Michela, è tempo di svelarti ai lettori.

Mi chiamo Michela. Sono nata vicino a Milano, dove ho vissuto fino all’età di sei anni, quando mi sono trasferita, al seguito della mia famiglia, a Garessio, in provincia di Cuneo. In effetti già da piccola i miei genitori mi hanno sempre spinta a viaggiare e io per natura non ho mai detto di no. Dopo la maturità classica, conseguita nell’amato Liceo di Mondovì, mi sono iscritta al Corso di Laurea in Disegno Industriale del Politecnico di Milano, ancora con il vecchio ordinamento (nessuna laurea breve o magistrale, per intenderci). Oggi, vivo a Oakland, in California, dove mi sono trasferita sette anni fa.

Michela, Si viene e si va
Michela, Oakland

Dal Liceo Classico al Disegno Industriale: idee poco chiare o normale amministrazione? E soprattutto: come oggi bisognerebbe scegliere l’università?

Non è facile dare una risposta. In tutta onestà, io credo di aver sbagliato, nel senso che la mia scelta non è stata dettata né da una vocazione forte, né da un orientamento al futuro. Ti dirò di più, non ti nascondo che la scelta del corso di laurea è stata parzialmente dettata dal luogo: avrei voluto fare Architettura e, pur essendoci a Mondovì la sede distaccata del Politecnico di Torino, non volevo rimanere lì. Ho quindi scelto la facoltà più simile, che allora esisteva solo a Milano. Molto presto mi sono resa conto di non essere una progettista, ma piuttosto una organizational freak (organizzatrice compulsiva, ndr): non ero tra quelli che facevano le notti prima degli esami di progettazione perché non amavo fare le cose all’ultimo minuto e in fretta. I risultati più alti li avevo infatti negli esami in cui si doveva studiare, mentre negli esami progettuali puntavo a mantenere la media.

Quindi ti sei pentita della scelta?

Direi di no. Col senno di poi, posso dire di aver fatto la scelta giusta: se avessi studiato legge, difficilmente avrei potuto vivere qui, mentre la mia disciplina mi ha aperto le porte dell’estero. Essendo io uno spirito viaggiatore, è andata bene così.

Prima degli Stati Uniti, avevi avuto altre esperienze all’estero?

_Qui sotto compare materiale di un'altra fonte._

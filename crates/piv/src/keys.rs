//! Key slot lifecycle: generate, import, sign, key agreement and metadata

use nexum_apdu_core::prelude::*;
use sha2::{Digest, Sha256, Sha384};
use tracing::{debug, info, instrument};

use crate::auth::AuthState;
use crate::channel::{CommandChannel, FailureCode, Reply, StatusCategory};
use crate::constants::{CLA, ins, tags};
use crate::policy::{Feature, TokenPolicy};
use crate::types::{
    KeyFamily, KeyType, PinPolicy, PrivateKey, PublicKey, SharedSecret, Signature, SlotId,
    SlotMetadata, TouchPolicy,
};
use crate::{Error, Result, tlv};

const SHA256_DIGEST_INFO: &[u8] = &[
    0x30, 0x31, 0x30, 0x0D, 0x06, 0x09, 0x60, 0x86, 0x48, 0x01, 0x65, 0x03, 0x04, 0x02, 0x01, 0x05,
    0x00, 0x04, 0x20,
];
const SHA384_DIGEST_INFO: &[u8] = &[
    0x30, 0x41, 0x30, 0x0D, 0x06, 0x09, 0x60, 0x86, 0x48, 0x01, 0x65, 0x03, 0x04, 0x02, 0x02, 0x05,
    0x00, 0x04, 0x30,
];
const SHA512_DIGEST_INFO: &[u8] = &[
    0x30, 0x51, 0x30, 0x0D, 0x06, 0x09, 0x60, 0x86, 0x48, 0x01, 0x65, 0x03, 0x04, 0x02, 0x03, 0x05,
    0x00, 0x04, 0x40,
];

/// Operations on the private keys held in slots
#[derive(Debug)]
pub struct KeySlotManager<'a, T: CardTransport> {
    channel: &'a mut CommandChannel<T>,
    state: &'a mut AuthState,
    policy: TokenPolicy,
}

impl<'a, T: CardTransport> KeySlotManager<'a, T> {
    pub(crate) fn new(
        channel: &'a mut CommandChannel<T>,
        state: &'a mut AuthState,
        policy: TokenPolicy,
    ) -> Self {
        Self { channel, state, policy }
    }

    fn require_management_key(&self, operation: &'static str) -> Result<()> {
        if self.state.is_management_key_authenticated() {
            Ok(())
        } else {
            debug!(operation, "Management key not authenticated");
            Err(Error::AuthenticationRequired(operation))
        }
    }

    /// Generate a key pair in `slot` and return its public key
    #[instrument(level = "debug", skip(self))]
    pub fn generate(
        &mut self,
        slot: SlotId,
        key_type: KeyType,
        pin_policy: PinPolicy,
        touch_policy: TouchPolicy,
    ) -> Result<PublicKey> {
        self.policy.check_key_type(key_type)?;
        self.policy.check_key_policies(pin_policy, touch_policy)?;
        self.require_management_key("key generation requires management key authentication")?;

        let mut template = vec![];
        tlv::write(&mut template, &[tags::ALGORITHM], &[key_type.id()]);
        write_policies(&mut template, pin_policy, touch_policy);
        let mut data = vec![];
        tlv::write(&mut data, &[tags::GENERATE_TEMPLATE], &template);

        let command =
            Command::new_with_data(CLA, ins::GENERATE_ASYMMETRIC, 0x00, slot.to_byte(), data)
                .with_le(256);
        let payload = self.channel.exchange(&command)?.into_result()?;
        let template = tlv::unwrap_exact(&payload, &tags::PUBLIC_KEY_TEMPLATE)?;
        let public_key = PublicKey::from_template_bytes(key_type, template)?;

        self.state
            .remember_slot(slot, key_type, slot.resolve_pin_policy(pin_policy));
        info!(%slot, %key_type, "Key generated");
        Ok(public_key)
    }

    /// Import a private key into `slot`
    #[instrument(level = "debug", skip(self, key), fields(key_type = %key.key_type()))]
    pub fn import_private_key(
        &mut self,
        slot: SlotId,
        key: &PrivateKey,
        pin_policy: PinPolicy,
        touch_policy: TouchPolicy,
    ) -> Result<()> {
        key.validate()?;
        let key_type = key.key_type();
        self.policy.check_key_type(key_type)?;
        self.policy.check_key_policies(pin_policy, touch_policy)?;
        self.require_management_key("key import requires management key authentication")?;

        let mut data = key.encode();
        write_policies(&mut data, pin_policy, touch_policy);
        let command = Command::new_with_data(
            CLA,
            ins::IMPORT_KEY,
            key_type.id(),
            slot.to_byte(),
            data.to_vec(),
        );
        self.channel.exchange_chained(&command)?.into_result()?;

        self.state
            .remember_slot(slot, key_type, slot.resolve_pin_policy(pin_policy));
        info!(%slot, "Private key imported");
        Ok(())
    }

    /// Store a DER certificate in the slot's certificate object
    #[instrument(level = "debug", skip(self, certificate), fields(len = certificate.len()))]
    pub fn import_certificate(&mut self, slot: SlotId, certificate: &[u8]) -> Result<()> {
        if certificate.is_empty() {
            return Err(Error::InvalidArgument("certificate is empty".into()));
        }
        self.require_management_key("certificate import requires management key authentication")?;

        let mut value = Vec::with_capacity(certificate.len() + 10);
        tlv::write(&mut value, &[tags::CERTIFICATE], certificate);
        tlv::write(&mut value, &[tags::CERT_INFO], &[0x00]);
        tlv::write(&mut value, &[tags::LRC], &[]);
        self.channel.write_object(slot.certificate_object(), &value)?;
        info!(%slot, "Certificate imported");
        Ok(())
    }

    /// DER certificate stored for `slot`, `None` if there is none
    pub fn read_certificate(&mut self, slot: SlotId) -> Result<Option<Vec<u8>>> {
        let object = self.channel.read_object(slot.certificate_object())?;
        let mut rest: &[u8] = &object;
        while !rest.is_empty() {
            let (tag, value, remaining) = tlv::split(rest)?;
            if tag == [tags::CERTIFICATE] {
                return Ok(Some(value.to_vec()));
            }
            rest = remaining;
        }
        Ok(None)
    }

    /// Clear the slot's certificate object
    pub fn delete_certificate(&mut self, slot: SlotId) -> Result<()> {
        self.require_management_key("certificate deletion requires management key authentication")?;
        self.channel.write_object(slot.certificate_object(), &[])
    }

    /// Slot metadata, `None` for an empty slot
    pub fn metadata(&mut self, slot: SlotId) -> Result<Option<SlotMetadata>> {
        self.policy.require(Feature::Metadata)?;
        let Some(data) = self.channel.metadata(slot.to_byte())? else {
            return Ok(None);
        };
        let metadata = SlotMetadata::parse(&data)?;
        self.state.remember_slot(
            slot,
            metadata.key_type,
            slot.resolve_pin_policy(metadata.pin_policy),
        );
        Ok(Some(metadata))
    }

    /// Key type and effective PIN policy of a slot
    ///
    /// Metadata is authoritative when the firmware has it. Otherwise only
    /// slots populated in this session are known.
    fn slot_profile(&mut self, slot: SlotId) -> Result<Option<(KeyType, PinPolicy)>> {
        if self.policy.supports(Feature::Metadata) {
            return match self.metadata(slot)? {
                Some(metadata) => Ok(Some((
                    metadata.key_type,
                    slot.resolve_pin_policy(metadata.pin_policy),
                ))),
                None => Err(Error::InvalidOperation("no key in slot")),
            };
        }
        Ok(self
            .state
            .cached_slot(slot)
            .map(|cached| (cached.key_type, cached.pin_policy)))
    }

    /// Fail fast unless the PIN policy is satisfied in this session
    fn check_pin_policy(&self, pin_policy: PinPolicy) -> Result<()> {
        match pin_policy {
            PinPolicy::Never => Ok(()),
            PinPolicy::Always if !self.state.is_pin_fresh() => Err(Error::AuthenticationRequired(
                "slot policy requires a fresh PIN verification",
            )),
            _ if !self.state.is_pin_verified() => Err(Error::AuthenticationRequired(
                "slot policy requires PIN verification",
            )),
            _ => Ok(()),
        }
    }

    /// Sign a digest or raw input with the key in `slot`
    ///
    /// RSA inputs of SHA-256/384/512 digest length are PKCS#1 v1.5 padded,
    /// full-length inputs are used as-is. ECDSA digests are fitted to the
    /// curve size. Ed25519 signs the input as the message.
    pub fn sign(&mut self, slot: SlotId, input: &[u8]) -> Result<Signature> {
        let (key_type, pin_policy) = self
            .slot_profile(slot)?
            .ok_or(Error::InvalidOperation("key type of slot unknown, use sign_as"))?;
        self.sign_with(slot, key_type, pin_policy, input)
    }

    /// Sign when the slot's key type is known to the caller
    ///
    /// For firmware without metadata and slots not populated in this session.
    pub fn sign_as(&mut self, slot: SlotId, key_type: KeyType, input: &[u8]) -> Result<Signature> {
        let pin_policy = match self.slot_profile(slot)? {
            Some((actual, _)) if actual != key_type => {
                return Err(Error::InvalidArgument(format!(
                    "slot {slot} holds a {actual} key, not {key_type}"
                )));
            }
            Some((_, pin_policy)) => pin_policy,
            None => slot.default_pin_policy(),
        };
        self.sign_with(slot, key_type, pin_policy, input)
    }

    /// Hash `message` for the slot's key type and sign the digest
    ///
    /// SHA-256 for RSA and P-256, SHA-384 for P-384. Ed25519 signs the message
    /// directly.
    pub fn sign_message(&mut self, slot: SlotId, message: &[u8]) -> Result<Signature> {
        let (key_type, pin_policy) = self
            .slot_profile(slot)?
            .ok_or(Error::InvalidOperation("key type of slot unknown, use sign_as"))?;
        let digest = match key_type.family() {
            KeyFamily::Ed25519 => message.to_vec(),
            KeyFamily::EccP384 => Sha384::digest(message).to_vec(),
            _ => Sha256::digest(message).to_vec(),
        };
        self.sign_with(slot, key_type, pin_policy, &digest)
    }

    #[instrument(level = "debug", skip(self, input), fields(len = input.len()))]
    fn sign_with(
        &mut self,
        slot: SlotId,
        key_type: KeyType,
        pin_policy: PinPolicy,
        input: &[u8],
    ) -> Result<Signature> {
        if !key_type.can_sign() {
            return Err(Error::InvalidArgument(format!("{key_type} keys cannot sign")));
        }
        let prepared = prepare_sign_input(key_type, input)?;
        self.check_pin_policy(pin_policy)?;

        let data = tlv::dynamic_auth(vec![
            tlv::primitive(tags::AUTH_RESPONSE, vec![])?,
            tlv::primitive(tags::AUTH_CHALLENGE, prepared)?,
        ])?;
        let reply = self.private_key_operation(slot, key_type, pin_policy, data)?;
        let signature = tlv::dynamic_auth_item(&reply, tags::AUTH_RESPONSE)?;
        debug!(%slot, len = signature.len(), "Signed");
        Ok(Signature(signature))
    }

    /// ECDH or X25519 agreement between the slot key and `peer`
    #[instrument(level = "debug", skip(self, peer), fields(peer = %peer.key_type()))]
    pub fn key_agree(&mut self, slot: SlotId, peer: &PublicKey) -> Result<SharedSecret> {
        let PublicKey::Ecc { key_type: peer_type, point } = peer else {
            return Err(Error::InvalidArgument("key agreement needs an elliptic curve peer key".into()));
        };
        if !peer_type.can_agree() {
            return Err(Error::InvalidArgument(format!("{peer_type} keys cannot agree")));
        }

        let (key_type, pin_policy) = match self.slot_profile(slot)? {
            Some(profile) => profile,
            // Unknown slot on old firmware, the token reports an empty slot
            None => (*peer_type, slot.default_pin_policy()),
        };
        if key_type.family() != peer_type.family() {
            return Err(Error::InvalidArgument(format!(
                "slot {slot} holds a {key_type} key, peer key is {peer_type}"
            )));
        }
        self.check_pin_policy(pin_policy)?;

        let data = tlv::dynamic_auth(vec![
            tlv::primitive(tags::AUTH_RESPONSE, vec![])?,
            tlv::primitive(tags::AUTH_EXPONENTIATION, point.clone())?,
        ])?;
        let reply = self.private_key_operation(slot, key_type, pin_policy, data)?;
        Ok(SharedSecret::new(tlv::dynamic_auth_item(&reply, tags::AUTH_RESPONSE)?))
    }

    /// GENERAL AUTHENTICATE with a slot key, consuming a PIN-Always verification
    fn private_key_operation(
        &mut self,
        slot: SlotId,
        key_type: KeyType,
        pin_policy: PinPolicy,
        data: Vec<u8>,
    ) -> Result<Vec<u8>> {
        let command = Command::new_with_data(
            CLA,
            ins::GENERAL_AUTHENTICATE,
            key_type.id(),
            slot.to_byte(),
            data,
        )
        .with_le(256);
        let reply = self.channel.exchange_chained(&command);
        if pin_policy == PinPolicy::Always {
            self.state.consume_fresh_pin();
        }
        self.private_key_reply(reply?)
    }

    fn private_key_reply(&mut self, reply: Reply) -> Result<Vec<u8>> {
        match reply.category {
            StatusCategory::Success => Ok(reply.payload.to_vec()),
            StatusCategory::NoData | StatusCategory::Failed(FailureCode::IncorrectData) => {
                Err(Error::InvalidOperation("no key in slot"))
            }
            StatusCategory::AuthenticationRequired => {
                // The token disagrees with the mirror
                self.state.invalidate_pin();
                Err(reply.into_error())
            }
            _ => Err(reply.into_error()),
        }
    }

    /// Attestation certificate (DER) for a key generated on the token
    #[instrument(level = "debug", skip(self))]
    pub fn attest(&mut self, slot: SlotId) -> Result<Vec<u8>> {
        self.policy.require(Feature::Attestation)?;
        let command = Command::new_with_le(CLA, ins::ATTEST, slot.to_byte(), 0x00, 256);
        let reply = self.channel.exchange(&command)?;
        match reply.category {
            StatusCategory::Success => Ok(reply.payload.to_vec()),
            StatusCategory::NoData | StatusCategory::Failed(FailureCode::IncorrectData) => {
                Err(Error::InvalidOperation("no generated key in slot"))
            }
            _ => Err(reply.into_error()),
        }
    }
}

Tramite il progetto Erasmus ho avuto la possibilità di trascorrere quasi due anni in Gran Bretagna, precisamente a Egham, un paesino nel Surrey a due passi da Windsor e a un’oretta di treno dal centro di Londra, dove ho frequentato l’università: qui ho conseguito il Bachelor of Science in Industrial Design. Lì ho toccato con mano il mondo del campus, della meccatronica e della prototipazione. Dal punto di vista del mio percorso di studi è stato davvero molto diverso rispetto a quello che conoscevo a Milano: lì ho veramente capito che non avrei fatto l’industrial designer.

Arriviamo dunque a oggi: qual è stato il canale che ti ha aperto le porte degli Stati Uniti?

Il percorso è stato lungo. Ho avuto la fortuna di laurearmi nel momento in cui il Corso di Laurea in Disegno Industriale del Politecnico di Milano, ai tempi sotto la Facoltà di Architettura, si stava trasformando nella Facoltà del Design: c’era bisogno di nuove teste che per di più conoscessero bene l’inglese (allora era piuttosto raro). Io avevo appena conseguito il Bachelor alla Brunel University e sono stata reclutata nell’ufficio Relazioni Internazionali della Facoltà, dove ho affiancato la direttrice nella creazione di progetti di scambio internazionale e nella gestione di progetti di ricerca finanziati dall’Unione Europea. Dopo circa un anno, mi sono spostata al coordinamento del Master in Design Strategico, vincendo un assegno di ricerca: qui ho avuto la fortuna di lavorare con un gruppo di persone da cui ho imparato moltissimo, dal punto di vista didattico, della progettazione, e della ricerca nel campo del design. Terminato l’assegno, tuttavia, ho seguito il cuore e ho deciso di tornare al paesello, dove per poco più di un anno ho lavorato al Consorzio Turistico Alpi del Mare, parte del G.A.L. Mongioie. Mi sono resa conto molto presto che non faceva per me e così ho colto al volo l’opportunità offertami da una vecchia collega di affiancarla all’Interaction Design Institute di Ivrea (IDII), scuola internazionale di Design dove di nuovo la conoscenza della lingua e la capacità di fare tante cose era basilare. Mi sono così trasferita ad Ivrea e quando la scuola è stata incorporata nella Domus Academy di Milano ho traslocato nel capoluogo lombardo. Arriviamo agli inizi del 2008: il mio fidanzato di allora, nonché mio attuale marito, ex studente di IDII e americano, ha avuto un’opportunità lavorativa in Silicon Valley. Come Interaction Designer, aveva la strada tracciata verso la Bay Area (così si chiama la zona intorno a San Francisco). Io ho spinto perché provassimo. “Un paio d’anni”, ci siamo detti: ne sono passati quasi sette.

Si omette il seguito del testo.